License GPLv3+: GNU GPL version 3 or later <http://gnu.org/licenses/gpl.html>
This is free software: you are free to change and redistribute it.
There is NO WARRANTY, to the extent permitted by law.  Type "show copying"
and "show warranty" for details.
This GDB was configured as "x86_64-linux-gnu".
Type "show configuration" for configuration details.
For bug reporting instructions, please see:
<http://www.gnu.org/software/gdb/bugs/>.
Find the GDB manual and other documentation resources online at:
<http://www.gnu.org/software/gdb/documentation/>.
For help, type "help".
Type "apropos word" to search for commands related to "word"...
Reading symbols from helloworld_xen-x86_64...done.
Remote debugging using :9999
0x0000000000000000 in _text ()
(gdb) br main
Breakpoint 1 at 0x8a7d: main. (2 locations)
(gdb) c
Continuing.

[...]

Code Your Own Library

Let's add some functionality to our unikernel. Create a directory libs/mylib, this will be the root folder of your library.

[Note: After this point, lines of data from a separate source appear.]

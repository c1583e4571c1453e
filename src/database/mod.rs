// Snapshot persistence
// The account store is saved as a single serialized snapshot under a fixed
// key. This module defines the storage port and its two adapters.

mod memory;
mod schema;
mod sqlite;

pub use memory::MemorySnapshotStore;
pub use schema::create_schema;
pub use sqlite::SqliteSnapshotStore;

/// Storage error types
#[derive(Debug, thiserror::Error)]
pub enum StorageError {
    #[error("Database error: {0}")]
    Database(#[from] rusqlite::Error),

    #[error("I/O error: {0}")]
    Io(#[from] std::io::Error),

    #[error("Serialization error: {0}")]
    Serialization(#[from] serde_json::Error),
}

/// Key-value store holding whole-store snapshots
#[cfg_attr(test, mockall::automock)]
pub trait SnapshotStore {
    /// Load the snapshot stored under `key`, if any
    fn load(&self, key: &str) -> Result<Option<String>, StorageError>;

    /// Replace the snapshot stored under `key`
    fn save(&mut self, key: &str, data: &str) -> Result<(), StorageError>;

    /// Remove the snapshot stored under `key`. Missing keys are not an error.
    fn delete(&mut self, key: &str) -> Result<(), StorageError>;
}
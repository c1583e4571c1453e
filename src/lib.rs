//! Toy Bank - a menu-driven terminal banking ledger
//!
//! - [`account`] - account model, the account store and balance operations
//! - [`cli`] - numbered-menu engine, the banking session and user ports
//! - [`database`] - snapshot persistence (SQLite and in-memory)
//! - [`config`] - configuration file handling

pub mod account;
pub mod cli;
pub mod config;
pub mod database;
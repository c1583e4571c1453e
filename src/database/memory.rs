use std::cell::RefCell;
use std::collections::HashMap;
use std::rc::Rc;

use super::{SnapshotStore, StorageError};

/// In-memory snapshot store.
///
/// Clones share the same map, so a test can hand one handle to an
/// `AccountStore` and keep another to inspect or reuse what was saved.
#[derive(Debug, Clone, Default)]
pub struct MemorySnapshotStore {
    snapshots: Rc<RefCell<HashMap<String, String>>>,
}

impl MemorySnapshotStore {
    pub fn new() -> Self {
        Self::default()
    }

    /// Seed a raw snapshot, e.g. to simulate a corrupt file
    pub fn insert(&self, key: &str, data: &str) {
        self.snapshots
            .borrow_mut()
            .insert(key.to_string(), data.to_string());
    }

    pub fn get(&self, key: &str) -> Option<String> {
        self.snapshots.borrow().get(key).cloned()
    }

    pub fn contains(&self, key: &str) -> bool {
        self.snapshots.borrow().contains_key(key)
    }
}

impl SnapshotStore for MemorySnapshotStore {
    fn load(&self, key: &str) -> Result<Option<String>, StorageError> {
        Ok(self.get(key))
    }

    fn save(&mut self, key: &str, data: &str) -> Result<(), StorageError> {
        self.insert(key, data);
        Ok(())
    }

    fn delete(&mut self, key: &str) -> Result<(), StorageError> {
        self.snapshots.borrow_mut().remove(key);
        Ok(())
    }
}
use log::debug;
use rusqlite::Connection;

/// Create the database schema
pub fn create_schema(conn: &mut Connection) -> rusqlite::Result<()> {
    debug!("Creating database schema");

    // Use a transaction so a half-created schema is never left behind
    let tx = conn.transaction()?;

    tx.execute(
        "CREATE TABLE IF NOT EXISTS snapshots (
            key TEXT PRIMARY KEY,
            data TEXT NOT NULL,
            updated_at TEXT NOT NULL
        )",
        [],
    )?;

    tx.commit()
}

#[cfg(test)]
mod tests {
    use super::*;

    #[test]
    fn test_schema_creation_is_idempotent() {
        let mut conn = Connection::open_in_memory().unwrap();

        create_schema(&mut conn).unwrap();
        create_schema(&mut conn).unwrap();

        let exists: bool = conn
            .query_row(
                "SELECT EXISTS(SELECT 1 FROM sqlite_master WHERE type='table' AND name=?)",
                ["snapshots"],
                |row| row.get(0),
            )
            .unwrap();

        assert!(exists, "Table 'snapshots' should exist");
    }
}
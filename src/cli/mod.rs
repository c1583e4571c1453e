// Interactive front end
// A generic numbered-menu engine, the banking session built on top of it,
// and the user interaction port with its terminal and scripted adapters.

pub mod menu;
pub mod scripted;
pub mod session;
pub mod terminal;

use anyhow::Result;

pub use menu::{repeat_until, run_menu, Menu, MenuHost, MenuOption, MenuSelection};
pub use scripted::ScriptedPort;
pub use session::{MenuFlow, Session};
pub use terminal::TerminalPort;

/// Text-based conversation with the user
pub trait UserPort {
    /// Ask for a line of text. `Ok(None)` means the user cancelled.
    fn prompt(&mut self, message: &str, default: Option<&str>) -> Result<Option<String>>;

    /// Show a message
    fn alert(&mut self, message: &str) -> Result<()>;

    /// Ask a yes/no question
    fn confirm(&mut self, message: &str) -> Result<bool>;
}
use anyhow::{bail, Result};
use log::{debug, trace};

use super::UserPort;

/// Anything a menu can run against: it must expose the port to prompt on
pub trait MenuHost {
    fn port(&mut self) -> &mut dyn UserPort;
}

type MenuAction<'a, C, R> = Box<dyn FnMut(&mut C) -> Result<R> + 'a>;

/// One numbered entry of a menu
pub struct MenuOption<'a, C, R> {
    pub label: String,
    action: MenuAction<'a, C, R>,
}

impl<'a, C, R> MenuOption<'a, C, R> {
    pub fn new<F>(label: impl Into<String>, action: F) -> Self
    where
        F: FnMut(&mut C) -> Result<R> + 'a,
    {
        Self {
            label: label.into(),
            action: Box::new(action),
        }
    }
}

/// The option the user picked (1-based) and what its action returned
#[derive(Debug, Clone, PartialEq)]
pub struct MenuSelection<R> {
    pub choice: usize,
    pub value: R,
}

enum MenuState<R> {
    Prompting,
    Dispatching(usize),
    Done(MenuSelection<R>),
}

/// Show `intro` and the numbered options, read a choice until it is valid,
/// then run the chosen action and hand back its result.
pub fn run_menu<C, R>(
    host: &mut C,
    options: &mut [MenuOption<'_, C, R>],
    intro: &str,
) -> Result<MenuSelection<R>>
where
    C: MenuHost,
{
    if options.is_empty() {
        bail!("Cannot run a menu without options");
    }

    let message = render(options, intro);
    let mut state = MenuState::Prompting;

    loop {
        state = match state {
            MenuState::Prompting => {
                let input = host.port().prompt(&message, None)?;
                match parse_choice(input.as_deref(), options.len()) {
                    Some(choice) => MenuState::Dispatching(choice),
                    None => {
                        debug!("Rejected menu input {:?}", input);
                        MenuState::Prompting
                    }
                }
            }
            MenuState::Dispatching(choice) => {
                trace!("Dispatching menu option {}", choice);
                let value = (options[choice - 1].action)(host)?;
                MenuState::Done(MenuSelection { choice, value })
            }
            MenuState::Done(selection) => return Ok(selection),
        };
    }
}

fn render<C, R>(options: &[MenuOption<'_, C, R>], intro: &str) -> String {
    let mut message = format!("{}Choose one of the following:\n", intro);
    for (index, option) in options.iter().enumerate() {
        message.push_str(&format!("{}) {}\n", index + 1, option.label));
    }
    message
}

fn parse_choice(input: Option<&str>, count: usize) -> Option<usize> {
    let choice = input?.trim().parse::<usize>().ok()?;
    (1..=count).contains(&choice).then_some(choice)
}

/// A titled list of options, built fresh for every display
pub struct Menu<'a, C, R> {
    intro: String,
    options: Vec<MenuOption<'a, C, R>>,
}

impl<'a, C: MenuHost, R> Menu<'a, C, R> {
    pub fn new(intro: impl Into<String>) -> Self {
        Self {
            intro: intro.into(),
            options: Vec::new(),
        }
    }

    pub fn option<F>(mut self, label: impl Into<String>, action: F) -> Self
    where
        F: FnMut(&mut C) -> Result<R> + 'a,
    {
        self.options.push(MenuOption::new(label, action));
        self
    }

    pub fn run(&mut self, host: &mut C) -> Result<MenuSelection<R>> {
        run_menu(host, &mut self.options, &self.intro)
    }
}

/// Rebuild and run a menu until an action returns `sentinel`.
///
/// Returns how many times the menu was shown.
pub fn repeat_until<'a, C, R, F>(host: &mut C, sentinel: &R, mut build: F) -> Result<usize>
where
    C: MenuHost,
    R: PartialEq,
    F: FnMut(&C) -> Menu<'a, C, R>,
{
    let mut rounds = 0;
    loop {
        let mut menu = build(&*host);
        let selection = menu.run(host)?;
        rounds += 1;

        if selection.value == *sentinel {
            return Ok(rounds);
        }
    }
}
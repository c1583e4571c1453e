use log::{debug, info, warn};
use rust_decimal::Decimal;
use std::fmt;
use std::str::FromStr;

use super::store::AccountStore;
use crate::database::StorageError;

/// Transaction processing errors
#[derive(Debug)]
pub enum TransactionError {
    /// Amount is not a number, or not strictly positive
    InvalidAmount,
    /// Source balance is zero or negative
    NothingToTransfer,
    /// Source balance is lower than the amount
    InsufficientFunds,
    /// A resulting balance would not fit in a `Decimal`
    AmountTooLarge,
    /// No account has the destination number
    DestinationNotFound,
    /// No account has the source number
    AccountNotFound,
    /// Snapshot could not be written; nothing was applied
    Storage(StorageError),
}

impl fmt::Display for TransactionError {
    fn fmt(&self, f: &mut fmt::Formatter<'_>) -> fmt::Result {
        match self {
            TransactionError::InvalidAmount => write!(f, "Please enter a valid, positive amount."),
            TransactionError::NothingToTransfer => write!(f, "There is nothing to transfer."),
            TransactionError::InsufficientFunds => write!(f, "Insufficient funds for transaction."),
            TransactionError::AmountTooLarge => {
                write!(f, "This amount would put the balance out of range.")
            }
            TransactionError::DestinationNotFound => {
                write!(f, "There is no account with such number.")
            }
            TransactionError::AccountNotFound => write!(f, "Account not found."),
            TransactionError::Storage(err) => write!(f, "Storage error: {}", err),
        }
    }
}

impl std::error::Error for TransactionError {}

impl From<StorageError> for TransactionError {
    fn from(error: StorageError) -> Self {
        TransactionError::Storage(error)
    }
}

/// A validated transfer waiting for the user's confirmation
#[derive(Debug, Clone, PartialEq)]
pub struct PendingTransfer {
    pub source_number: String,
    pub destination_number: String,
    pub destination_owner: String,
    pub amount: Decimal,
}

#[derive(Debug, Clone, Copy, PartialEq, Eq)]
pub enum TransferOutcome {
    Completed,
    Cancelled,
}

/// Parse user-typed amount text.
///
/// Accepts plain decimals and scientific notation; the result must be
/// strictly positive and no larger than `Decimal::MAX`. Trailing zeros are
/// dropped.
pub fn parse_amount(text: &str) -> Result<Decimal, TransactionError> {
    let text = text.trim();
    let amount = Decimal::from_str(text)
        .or_else(|_| Decimal::from_scientific(text))
        .map_err(|_| TransactionError::InvalidAmount)?;

    if amount <= Decimal::ZERO {
        return Err(TransactionError::InvalidAmount);
    }

    Ok(amount.normalize())
}

/// Add funds to an account and persist. Returns the new balance.
pub fn deposit(
    store: &mut AccountStore,
    account_number: &str,
    amount: &str,
) -> Result<Decimal, TransactionError> {
    let index = store
        .position_by_number(account_number)
        .ok_or(TransactionError::AccountNotFound)?;
    let amount = parse_amount(amount)?;

    store.apply_balance_changes(&[(index, amount)])?;

    let balance = store.account_at(index).balance;
    info!(
        "Deposit of {} to account {} completed, balance {}",
        amount, account_number, balance
    );
    Ok(balance)
}

/// Move funds between two accounts.
///
/// Checks run in a fixed order: source balance, amount, sufficient funds,
/// destination. `confirm` is asked only once every check has passed; both
/// balances change together or not at all.
pub fn transfer<F>(
    store: &mut AccountStore,
    source_number: &str,
    amount: &str,
    destination_number: &str,
    confirm: F,
) -> Result<TransferOutcome, TransactionError>
where
    F: FnOnce(&PendingTransfer) -> bool,
{
    debug!(
        "Initiating transfer of {} from account {} to account {}",
        amount, source_number, destination_number
    );

    let source = store
        .position_by_number(source_number)
        .ok_or(TransactionError::AccountNotFound)?;
    let balance = store.account_at(source).balance;

    if balance <= Decimal::ZERO {
        return Err(TransactionError::NothingToTransfer);
    }

    let amount = parse_amount(amount)?;

    if balance < amount {
        warn!(
            "Transfer of {} from account {} refused: balance is {}",
            amount, source_number, balance
        );
        return Err(TransactionError::InsufficientFunds);
    }

    let destination = store
        .position_by_number(destination_number)
        .ok_or(TransactionError::DestinationNotFound)?;

    let pending = PendingTransfer {
        source_number: source_number.to_string(),
        destination_number: destination_number.to_string(),
        destination_owner: store.account_at(destination).owner.clone(),
        amount,
    };

    if !confirm(&pending) {
        debug!("Transfer from account {} cancelled by user", source_number);
        return Ok(TransferOutcome::Cancelled);
    }

    store.apply_balance_changes(&[(source, -amount), (destination, amount)])?;

    info!(
        "Transfer of {} from {} to {} completed successfully",
        amount, source_number, destination_number
    );
    Ok(TransferOutcome::Completed)
}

As mentioned earlier, Unikraft uses Linux's kconfig system imported. In order to make your library selectable in the "menuconfig", create the file Config.uk with the following content:

config LIBMYLIB
           bool "mylib: My awesome lib"
           default n

To test if it worked, we need to tell unikraft's build system to pick this library. Go back to your helloworld application, and edit it its Makefile. Earlier we added newlib to the LIBS variable, let's now add the new library:

LIBS := $(UK_LIBS)/newlib:$(UK_LIBS)/mylib

Now if you run make menuconfig, you should see your library under the "Library Configuration" sub-menu:

[ ] mylib: My awesome lib

Select it, exit the configuration menu, and save the changes. If you run make right now, the build will produce an error about a missing Makefile.uk:

make[1]: *** No rule to make target '/root/demo/libs/mylib/Makefile.uk'.  Stop.

Go back to your library directory and create one with the following content:

# Register your lib to Unikraft's build system
$(eval $(call addlib_s,libmylib,$(CONFIG_LIBMYLIB)))

# Add library source code to compilation
LIBMYLIB_SRCS-y += $(LIBMYLIB_BASE)/mylib.c

# Extend the global include paths with library's folder
CINCLUDES-y += -I$(LIBMYLIB_BASE)/include

And finally the library code mylib.c:

#include <stdio.h>

void libmylib_api_func(void)
{
        printf("Hello from my awesome lib!\n");
}

include/mylib/mylib.h:

#ifndef __LIB_MYLIB_H__
#define __LIB_MYLIB_H__

void libmylib_api_func(void);

#endif /* __LIB_MYLIB_H__ */

Now in your helloworld's main.c, add #include <mylib/mylib.h> and call libmylib_api_func().

exportsyms.uk

Even though your library is working now, you might have noticed a warning message:

Warning: Definition of exported symbols for libmylib missing: /root/demo/libs/mylib/exportsyms.uk

This is because Unikraft applies scoping to every library: only the symbols listed in exportsyms.uk will be visible outside of the library. If the file is missing (our current case), all the symbols are exported, but the warning is produced.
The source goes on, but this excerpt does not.